Applications of lattice QCD techniques for condensed matter systems

TL;DR

This paper reviews how lattice QCD techniques, especially Hybrid Monte-Carlo simulations, are applied to study strongly interacting condensed matter systems like graphene, topological insulators, and semi-metals, providing insights into their quantum behaviors.

Contribution

It introduces the application of lattice QCD methods to condensed matter physics and discusses recent simulation results and open problems in the field.

Findings

HMC simulations elucidate the semi-metal behavior of graphene.

Application of lattice techniques to topological insulators and semi-metals.

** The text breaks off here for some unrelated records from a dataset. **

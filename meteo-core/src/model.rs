use serde::{Deserialize, Serialize};

/// Variables requested in the `current` block.
pub const CURRENT_VARIABLES: &[&str] = &[
    "is_day",
    "temperature_2m",
    "apparent_temperature",
    "relative_humidity_2m",
    "dew_point_2m",
    "cloud_cover",
    "wind_speed_10m",
    "wind_gusts_10m",
    "wind_direction_10m",
    "precipitation",
    "snowfall",
    "precipitation_probability",
    "rain",
    "showers",
    "weather_code",
    "snow_depth",
    "visibility",
];

/// Variables requested in the `daily` block.
pub const DAILY_VARIABLES: &[&str] = &[
    "temperature_2m_max",
    "temperature_2m_min",
    "sunrise",
    "sunset",
    "rain_sum",
    "snowfall_sum",
    "precipitation_probability_mean",
    "weather_code",
];

/// Point and timezone for a forecast lookup.
#[derive(Debug, Clone, PartialEq, Serialize, Deserialize)]
pub struct ForecastRequest {
    pub latitude: f64,
    pub longitude: f64,
    /// IANA identifier, e.g. `America/New_York`. Passed through unvalidated.
    pub timezone: String,
}

impl ForecastRequest {
    pub fn new(latitude: f64, longitude: f64, timezone: impl Into<String>) -> Self {
        Self {
            latitude,
            longitude,
            timezone: timezone.into(),
        }
    }

    /// Query string pairs for the Open-Meteo `/forecast` endpoint.
    ///
    /// Units are fixed to Fahrenheit and mph; the report assumes them.
    pub fn query_pairs(&self) -> Vec<(&'static str, String)> {
        vec![
            ("latitude", self.latitude.to_string()),
            ("longitude", self.longitude.to_string()),
            ("temperature_unit", "fahrenheit".to_string()),
            ("wind_speed_unit", "mph".to_string()),
            ("timezone", self.timezone.clone()),
            ("current", CURRENT_VARIABLES.join(",")),
            ("daily", DAILY_VARIABLES.join(",")),
        ]
    }
}
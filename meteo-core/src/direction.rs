use std::fmt;

use crate::error::{ReportError, Result};

/// One of the 16 compass points, clockwise from north.
#[derive(Debug, Clone, Copy, PartialEq, Eq, Hash)]
pub enum Direction {
    N,
    Nne,
    Ne,
    Ene,
    E,
    Ese,
    Se,
    Sse,
    S,
    Ssw,
    Sw,
    Wsw,
    W,
    Wnw,
    Nw,
    Nnw,
}

impl Direction {
    pub const fn all() -> &'static [Direction; 16] {
        &[
            Direction::N,
            Direction::Nne,
            Direction::Ne,
            Direction::Ene,
            Direction::E,
            Direction::Ese,
            Direction::Se,
            Direction::Sse,
            Direction::S,
            Direction::Ssw,
            Direction::Sw,
            Direction::Wsw,
            Direction::W,
            Direction::Wnw,
            Direction::Nw,
            Direction::Nnw,
        ]
    }

    pub fn as_str(&self) -> &'static str {
        match self {
            Direction::N => "N",
            Direction::Nne => "NNE",
            Direction::Ne => "NE",
            Direction::Ene => "ENE",
            Direction::E => "E",
            Direction::Ese => "ESE",
            Direction::Se => "SE",
            Direction::Sse => "SSE",
            Direction::S => "S",
            Direction::Ssw => "SSW",
            Direction::Sw => "SW",
            Direction::Wsw => "WSW",
            Direction::W => "W",
            Direction::Wnw => "WNW",
            Direction::Nw => "NW",
            Direction::Nnw => "NNW",
        }
    }
}

impl fmt::Display for Direction {
    fn fmt(&self, f: &mut fmt::Formatter<'_>) -> fmt::Result {
        f.write_str(self.as_str())
    }
}

const SECTOR_DEGREES: f64 = 22.5;

/// Map an azimuth in `[0, 360)` degrees to its compass point.
///
/// Sector boundaries use round-half-to-even, so 11.25° is `N` and 33.75° is `NE`.
pub fn cardinal(azimuth: f64) -> Result<Direction> {
    if !(0.0..360.0).contains(&azimuth) {
        return Err(ReportError::InvalidArgument(format!(
            "azimuth must be in the range [0, 360) degrees, got {azimuth}"
        )));
    }

    // At most 16 here; 16 wraps back to north.
    let sector = (azimuth / SECTOR_DEGREES).round_ties_even() as usize % 16;
    Ok(Direction::all()[sector])
}
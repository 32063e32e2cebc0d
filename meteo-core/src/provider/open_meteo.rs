use anyhow::{Context, Result, anyhow};
use async_trait::async_trait;
use reqwest::Client;
use tracing::{debug, instrument};

use crate::model::ForecastRequest;

use super::{ForecastSource, truncate_body};

/// Client for the Open-Meteo `/forecast` endpoint.
#[derive(Debug, Clone)]
pub struct OpenMeteoSource {
    http: Client,
    base_url: String,
}

impl OpenMeteoSource {
    pub fn new(http: Client, base_url: &str) -> Self {
        Self {
            http,
            base_url: base_url.trim_end_matches('/').to_string(),
        }
    }
}

#[async_trait]
impl ForecastSource for OpenMeteoSource {
    #[instrument(skip(self), fields(lat = request.latitude, lon = request.longitude))]
    async fn fetch_forecast(&self, request: &ForecastRequest) -> Result<String> {
        let url = format!("{}/forecast", self.base_url);

        let res = self
            .http
            .get(&url)
            .query(&request.query_pairs())
            .send()
            .await
            .context("Failed to send request to Open-Meteo")?;

        let status = res.status();
        let body = res
            .text()
            .await
            .context("Failed to read Open-Meteo response body")?;

        if !status.is_success() {
            return Err(anyhow!(
                "Failed to retrieve weather data. Status code: {}: {}",
                status,
                truncate_body(&body),
            ));
        }

        debug!(bytes = body.len(), "received forecast payload");
        Ok(body)
    }
}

Identification of open physical problems in condensed matter systems.

Abstract

We review the application of lattice QCD techniques, most notably the Hybrid Monte-Carlo (HMC) simulations, to first-principle study of tight-binding models of crystalline solids with strong inter-electron interactions. After providing a basic introduction into the HMC algorithm as applied to condensed matter systems, we review HMC simulations of graphene, which in the recent years have helped to understand the semi-metal behavior of clean suspended graphene at the quantitative level. We also briefly summarize other novel physical results obtained in these simulations. Then we comment on the applicability of Hybrid Monte-Carlo to topological insulators and Dirac and Weyl semi-metals and highlight some of the relevant open physical problems. Finally, we also touch upon the lattice strong-coupling expansion technique as applied to condensed matter systems.